Loggerhead Shrikes are nicknamed Butcherbird (not to be confused with true butcherbirds of Australia). An apt moniker as demonstrated by the shrike and unfortunate grasshopper below.



Loggerhead Shrikes are song birds that are Raptor-mini-me’s. Skilled hunters from perches, they use their strong hooked beaks’ “tomial teeth”, pointy projections on the upper cutting edge, to dispatch prey by severing spinal cords & ‘butchering’. Prey is not limited to insects. Lizards, frogs, snakes, birds, small mammals are all fair game. They can, in fact, take down prey as large as they are.
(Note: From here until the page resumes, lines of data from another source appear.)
//! Application context: unified state passed to every command handler.
//!
//! `AppContext` bundles the output context, the loaded settings and the
//! production port implementations. Commands that need none of these
//! (`version`) never build one, so a broken settings file cannot stop them.

use std::path::PathBuf;

use anyhow::{Context, Result};

use crate::application::ports::SettingsStore;
use crate::domain::layout::InstallLayout;
use crate::domain::settings::Settings;
use crate::infra::command_runner::TokioCommandRunner;
use crate::infra::fs::HostFs;
use crate::infra::settings::YamlSettingsStore;
use crate::output::{HumanRenderer, OutputContext};

/// Output rendering flags.
pub struct OutputFlags {
    /// Disable ANSI color output.
    pub no_color: bool,
    /// Suppress non-error output.
    pub quiet: bool,
}

/// Flags passed from the top-level CLI to `AppContext::new`.
pub struct AppFlags {
    /// Output rendering options.
    pub output: OutputFlags,
    /// Explicit settings file (`--settings`).
    pub settings: Option<PathBuf>,
}

/// Unified application context passed to every command handler.
pub struct AppContext {
    /// Terminal output context (colors, quiet mode).
    pub output: OutputContext,
    /// Orchestrator settings, validated.
    pub settings: Settings,
    /// Host command runner with the probe timeout as its default.
    pub runner: TokioCommandRunner,
    /// Host filesystem.
    pub fs: HostFs,
}

impl AppContext {
    /// Construct an `AppContext` from top-level CLI flags.
    ///
    /// # Errors
    ///
    /// Returns an error if the settings file exists but is unreadable or
    /// invalid.
    pub fn new(flags: AppFlags) -> Result<Self> {
        let settings = YamlSettingsStore::new(flags.settings).load()?;
        let runner = TokioCommandRunner::new(settings.timeouts.probe());
        Ok(Self {
            output: OutputContext::new(flags.output.no_color, flags.output.quiet),
            settings,
            runner,
            fs: HostFs,
        })
    }

    /// Human renderer over this context's output.
    #[must_use]
    pub fn renderer(&self) -> HumanRenderer<'_> {
        HumanRenderer::new(&self.output)
    }

    /// Artifact locations for the invoking user.
    ///
    /// # Errors
    ///
    /// Returns an error if the home directory cannot be determined.
    pub fn layout(&self) -> Result<InstallLayout> {
        let home = dirs::home_dir().context("cannot determine home directory")?;
        Ok(InstallLayout::new(&home, &self.settings))
    }
}
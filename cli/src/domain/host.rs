//! Host precondition checks: pure functions over probed facts.
//!
//! This module is intentionally free of I/O, async, and external layer imports.

use anyhow::Result;

use crate::domain::error::ProvisionError;

/// Facts about the host gathered before anything is touched.
#[derive(Debug, Clone, PartialEq, Eq)]
pub struct HostFacts {
    pub uid: u32,
    pub user: String,
    pub group: String,
    /// `uname -m` output, e.g. `aarch64`.
    pub arch: String,
}

/// Architecture gate verdict.
#[derive(Debug, Clone, PartialEq, Eq)]
pub enum ArchVerdict {
    Supported,
    /// Unsupported but the operator passed an explicit override.
    Overridden,
}

/// Refuse to run as root.
///
/// # Errors
///
/// Returns [`ProvisionError::ElevatedPrivileges`] when `uid` is 0.
pub fn check_privileges(uid: u32) -> Result<()> {
    if uid == 0 {
        return Err(ProvisionError::ElevatedPrivileges.into());
    }
    Ok(())
}

/// Check `arch` against the supported list.
///
/// # Errors
///
/// Returns [`ProvisionError::UnsupportedArchitecture`] when the architecture is
/// not supported and `allow_override` is false.
pub fn check_architecture(
    arch: &str,
    supported: &[String],
    allow_override: bool,
) -> Result<ArchVerdict> {
    if supported.iter().any(|s| s == arch) {
        return Ok(ArchVerdict::Supported);
    }
    if allow_override {
        return Ok(ArchVerdict::Overridden);
    }
    Err(ProvisionError::UnsupportedArchitecture {
        arch: arch.to_string(),
    }
    .into())
}

/// Parse the major version out of `node --version` output (`v22.11.0`).
#[must_use]
pub fn parse_node_major(output: &str) -> Option<u64> {
    let raw = output.lines().next()?.trim();
    let raw = raw.strip_prefix('v').unwrap_or(raw);
    semver::Version::parse(raw).ok().map(|v| v.major)
}

/// Pipeline that registers the apt source named by `setup_url`.
#[must_use]
pub fn node_source_script(setup_url: &str) -> String {
    format!("curl -fsSL {setup_url} | sudo -E bash -")
}

/// apt packages that provide Node.js.
///
/// The packaged `nodejs` from a setup script bundles npm and conflicts with
/// the distribution's `npm`.
#[must_use]
pub fn node_packages(setup_url: Option<&str>) -> &'static [&'static str] {
    if setup_url.is_some() {
        &["nodejs"]
    } else {
        &["nodejs", "npm"]
    }
}

/// One-line shell command that installs Node.js by hand.
#[must_use]
pub fn node_install_command(setup_url: Option<&str>) -> String {
    let apt = format!("sudo apt-get install -y {}", node_packages(setup_url).join(" "));
    match setup_url {
        Some(url) => format!("{} && {apt}", node_source_script(url)),
        None => apt,
    }
}

/// Whether `model` appears in `ollama list` output.
///
/// The first column of every row after the header is a model reference. A
/// bare name matches its `:latest` tag.
#[must_use]
pub fn model_listed(list_output: &str, model: &str) -> bool {
    let wanted = normalize_model(model);
    list_output
        .lines()
        .skip(1)
        .filter_map(|line| line.split_whitespace().next())
        .any(|name| normalize_model(name) == wanted)
}

fn normalize_model(name: &str) -> String {
    if name.contains(':') {
        name.to_string()
    } else {
        format!("{name}:latest")
    }
}
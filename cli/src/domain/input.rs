//! Pure normalisation rules behind the interactive input primitives.
//!
//! The terminal adapter only reads raw lines; every decision about what a
//! line means lives here so it can be tested without a TTY.

/// Interpret a yes/no answer.
///
/// Only `y` and `yes` (any case, surrounding whitespace ignored) mean yes.
/// Everything else, including an empty line or garbage, means no.
#[must_use]
pub fn parse_confirmation(raw: &str) -> bool {
    let answer = raw.trim().to_ascii_lowercase();
    answer == "y" || answer == "yes"
}

/// Resolve a free-text answer against an optional default.
///
/// Empty input falls back to `default` when one exists; otherwise the trimmed
/// input is returned as-is (which may be empty).
#[must_use]
pub fn resolve_text(raw: &str, default: Option<&str>) -> String {
    let trimmed = raw.trim();
    match default {
        Some(d) if trimmed.is_empty() => d.to_string(),
        _ => trimmed.to_string(),
    }
}
//! Persona document rendering.

use crate::domain::profile::NonEmptyString;

/// The only placeholder persona templates may contain.
pub const NAME_PLACEHOLDER: &str = "{{AGENT_NAME}}";

/// An embedded persona template and the file name it is written to.
#[derive(Debug, Clone, Copy, PartialEq, Eq)]
pub struct PersonaTemplate {
    pub file_name: &'static str,
    pub body: &'static str,
}

/// Substitute the display name into a persona template.
#[must_use]
pub fn render(template: &str, agent_name: &NonEmptyString) -> String {
    template.replace(NAME_PLACEHOLDER, agent_name.as_str())
}
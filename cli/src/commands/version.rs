//! Version command

use crate::output::{HumanRenderer, OutputContext};

/// Run the version command.
pub fn run(ctx: &OutputContext) {
    HumanRenderer::new(ctx).render_version(env!("CARGO_PKG_VERSION"));
}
One thing they do not share with raptors is talons to hold prey while being consumed. They make up for this by impaling their prey on sharp objects. Barbed wire being a handy favorite. Another benefit of this butchering & storing is a kind of curing. Toxic insects such as monarch butterflies & some grasshoppers and beetles are left for a few days in the ‘larder’ to detoxify.


You would think with bad-ass attitudes & savvy survivor skills, Loggerhead Shrike populations would be doing OK. That is not the case. Populations have dropped 76% since the mid-1960s. They are listed as a Common Bird in Steep Decline. There are calls for listing them as federally Endangered. In some parts of their range it’s worse. Here in Georgia they have declined 80+% and are a priority species in the State Wildlife Action Plan.
Culprits are usual cast of characters – loss of habitat, both natural grasslands as well as large pasture lands being converted to row crops, and habitat degradation from large scale, indiscriminate pesticide use. In Loggerhead Shrikes’ case, the resulting ‘insect apocalypse’ is having a profoundly damaging impact. The agricultural ‘pests’ that are being decimated at scale are the shrikes’ food sources. This is leading to fields and pastures that are little more than food deserts for the shrikes and the other grassland species. As if that’s not enough, the insects that do survive the chemical onslaught bring high doses of residual toxins to be ingested by the birds, including their young.



This should give us pause, to think about the insecticide-laced insects they ingest are consuming the toxic chemicals from plantings destined for our own ‘food web’. We might want to start thinking of Loggerhead Shrikes as ‘badass canaries’ in the food chain.